Friday’s Wall Street Journal offers an update on who is hot in the art market, classifying artists into buy, hold, and sell categories. The big winner? Cindy Sherman, art photographer. Why have her prices skyrocketed so much? First, the quality of the work is high. Second, she is a woman and museums feel the need to address the gender gap on their walls. Third, Sotheby’s and Christie’s now sell her under the “Contemporary Art” category, rather than “Photography.” This reclassification automatically boosts her prices.

Here is one of the classic Cindy Sherman images, but not all of them involve beautiful women.

Another big winner was Jeff Koons, former Wall Street commodities broker. Here are some typical Koons pieces, although his style is highly diverse, as NBA fans will attest. His prices have doubled in each of several recent years. Damien Hirst is on the upswing as well, so are some of the late Picassos. Among the classics there is also price strength with Cezanne, Gauguin, and Caillebotte.

Who is falling in price and due to fall more? Julian Schnabel. Some of the works are falling apart, and others are too big for collectors’ walls. Could you hang and maintain this one? Warhol has cooled off after a big run-up and it is opined that Basquiat (scroll down to the images) is due for a fall. Chagall painted too many mediocre pictures. Collectors are bored with Sisley and the sometimes fruity style of Renoir has fallen out of favor, despite its painterly virtues. This one will likely push you off the edge.

My take: The current generation of earners doesn’t care much about uniqueness or the original image. Younger collectors love to buy photographs, and don’t care if they don’t “own the original” or if that phrase has meaning at all. Many prefer that an exact copy of what is on their wall also hangs in the Museum of Modern Art. So look for photography, and painting/photography hybrids to continue their run-up.
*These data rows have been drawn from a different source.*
//! Allocation normalization.
//!
//! Keeps the outgoing percentages of one source node summing to 1:
//! - A lone allocation is forced to exactly 1.0.
//! - An all-zero set is split equally.
//! - A set already within [`NORMALIZATION_TOLERANCE`] of 1 is returned as is.
//! - Anything else is scaled by `1 / sum`.

use tbff_core::constants::NORMALIZATION_TOLERANCE;
use tbff_core::types::Allocation;

/// Normalize the outgoing allocations of a single source node.
///
/// Identities and endpoints are preserved; only `percentage` changes.
/// Callers pass one sibling set at a time, never allocations from
/// different sources.
pub fn normalize_allocations(allocations: &[Allocation]) -> Vec<Allocation> {
    match allocations {
        [] => Vec::new(),
        [only] => vec![Allocation {
            percentage: 1.0,
            ..only.clone()
        }],
        _ => {
            let total: f64 = allocations.iter().map(|a| a.percentage).sum();

            if total == 0.0 {
                let share = 1.0 / allocations.len() as f64;
                return with_percentages(allocations, |_| share);
            }

            if (total - 1.0).abs() < NORMALIZATION_TOLERANCE {
                return allocations.to_vec();
            }

            with_percentages(allocations, |p| p / total)
        }
    }
}

fn with_percentages(allocations: &[Allocation], f: impl Fn(f64) -> f64) -> Vec<Allocation> {
    allocations
        .iter()
        .map(|a| Allocation {
            percentage: f(a.percentage),
            ..a.clone()
        })
        .collect()
}
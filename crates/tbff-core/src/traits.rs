//! Trait interfaces for the TBFF engine.
//!
//! - [`FlowPropagator`]: steady-state flow computation (tbff-flow implements)
//! - [`PropagationObserver`]: progress hook invoked by a propagator

use crate::error::NetworkError;
use crate::types::{FlowNetwork, FlowNode, NodeId, PropagationResult};

/// Computes the steady-state (or best-effort) distribution of flow.
///
/// Implementations take a snapshot by reference and return a new one;
/// the input is never mutated. A run is bounded and synchronous.
pub trait FlowPropagator: Send + Sync {
    /// Propagate flow, reporting progress to `observer`.
    fn propagate_observed(
        &self,
        network: &FlowNetwork,
        observer: &mut dyn PropagationObserver,
    ) -> Result<PropagationResult, NetworkError>;

    /// Propagate flow without observation.
    ///
    /// Default implementation delegates to
    /// [`propagate_observed`](Self::propagate_observed) with a [`NoopObserver`].
    fn propagate(&self, network: &FlowNetwork) -> Result<PropagationResult, NetworkError> {
        self.propagate_observed(network, &mut NoopObserver)
    }
}

/// Structured progress events emitted during propagation.
///
/// Every method has an empty default so implementors only override the
/// events they care about.
pub trait PropagationObserver {
    /// Called once after validation, before the first iteration.
    fn on_start(&mut self, _network: &FlowNetwork) {}

    /// Called after every iteration with the largest inflow change.
    fn on_iteration(&mut self, _iteration: u32, _max_change: f64, _converged: bool) {}

    /// Called when the overflow sink is created.
    fn on_sink_inserted(&mut self, _sink: &FlowNode) {}

    /// Called when the overflow sink is removed.
    fn on_sink_removed(&mut self, _sink_id: &NodeId) {}

    /// Called when an existing sink receives `added` more inflow after the
    /// loop.
    fn on_sink_refed(&mut self, _sink: &FlowNode, _added: f64) {}

    /// Called once with the final result.
    fn on_finish(&mut self, _result: &PropagationResult) {}
}

/// Observer that discards every event.
#[derive(Debug, Clone, Copy, Default)]
pub struct NoopObserver;

impl PropagationObserver for NoopObserver {}
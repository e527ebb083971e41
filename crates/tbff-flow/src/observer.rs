//! Observer that reports propagation progress through `tracing`.

use tbff_core::traits::PropagationObserver;
use tbff_core::types::{FlowNetwork, FlowNode, NodeId, PropagationResult};
use tracing::{debug, info, trace, warn};

/// Logs every propagation event at a level matched to its volume.
///
/// Run boundaries and sink changes go to `info`, the cap warning to `warn`,
/// every tenth iteration to `debug` and the rest to `trace`.
#[derive(Debug, Clone, Copy, Default)]
pub struct TracingObserver;

impl PropagationObserver for TracingObserver {
    fn on_start(&mut self, network: &FlowNetwork) {
        let external: f64 = network.nodes.iter().map(|n| n.external_flow).sum();
        info!(
            network = %network.name,
            nodes = network.nodes.len(),
            allocations = network.allocations.len(),
            external,
            "propagate: started"
        );
        for node in network.nodes.iter().filter(|n| n.external_flow > 0.0) {
            debug!(node = %node.id, external_flow = node.external_flow, "propagate: source");
        }
    }

    fn on_iteration(&mut self, iteration: u32, max_change: f64, converged: bool) {
        if converged || iteration % 10 == 0 {
            debug!(iteration, max_change, converged, "propagate: iteration");
        } else {
            trace!(iteration, max_change, "propagate: iteration");
        }
    }

    fn on_sink_inserted(&mut self, sink: &FlowNode) {
        info!(sink = %sink.id, inflow = sink.inflow, "overflow: sink inserted");
    }

    fn on_sink_removed(&mut self, sink_id: &NodeId) {
        info!(sink = %sink_id, "overflow: sink removed");
    }

    fn on_sink_refed(&mut self, sink: &FlowNode, added: f64) {
        debug!(sink = %sink.id, added, inflow = sink.inflow, "overflow: sink re-fed");
    }

    fn on_finish(&mut self, result: &PropagationResult) {
        let net = &result.network;
        if result.converged {
            info!(
                iterations = result.iterations,
                total_inflow = net.total_inflow,
                total_absorbed = net.total_absorbed,
                total_outflow = net.total_outflow,
                particles = result.particles.len(),
                "propagate: converged"
            );
        } else {
            warn!(
                iterations = result.iterations,
                total_absorbed = net.total_absorbed,
                "propagate: iteration cap reached"
            );
        }
        for node in &net.nodes {
            debug!(
                node = %node.id,
                inflow = node.inflow,
                absorbed = node.absorbed,
                outflow = node.outflow,
                status = %node.status,
                "propagate: node state"
            );
        }
    }
}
I like to tease Robin Hanson that the painting market is a bit like terrorism futures. If you believe in a particular painter or style, you can put your money where your mouth is. The paintings market therefore might reflect new information might efficiently than does, say, the music market, where marketable investment assets are harder to come by. Of course that does not rule out the art market as a classic Keynesian “beauty contest,” in which everyone is guessing at the future opinions of everyone else, rather than at some objective facts.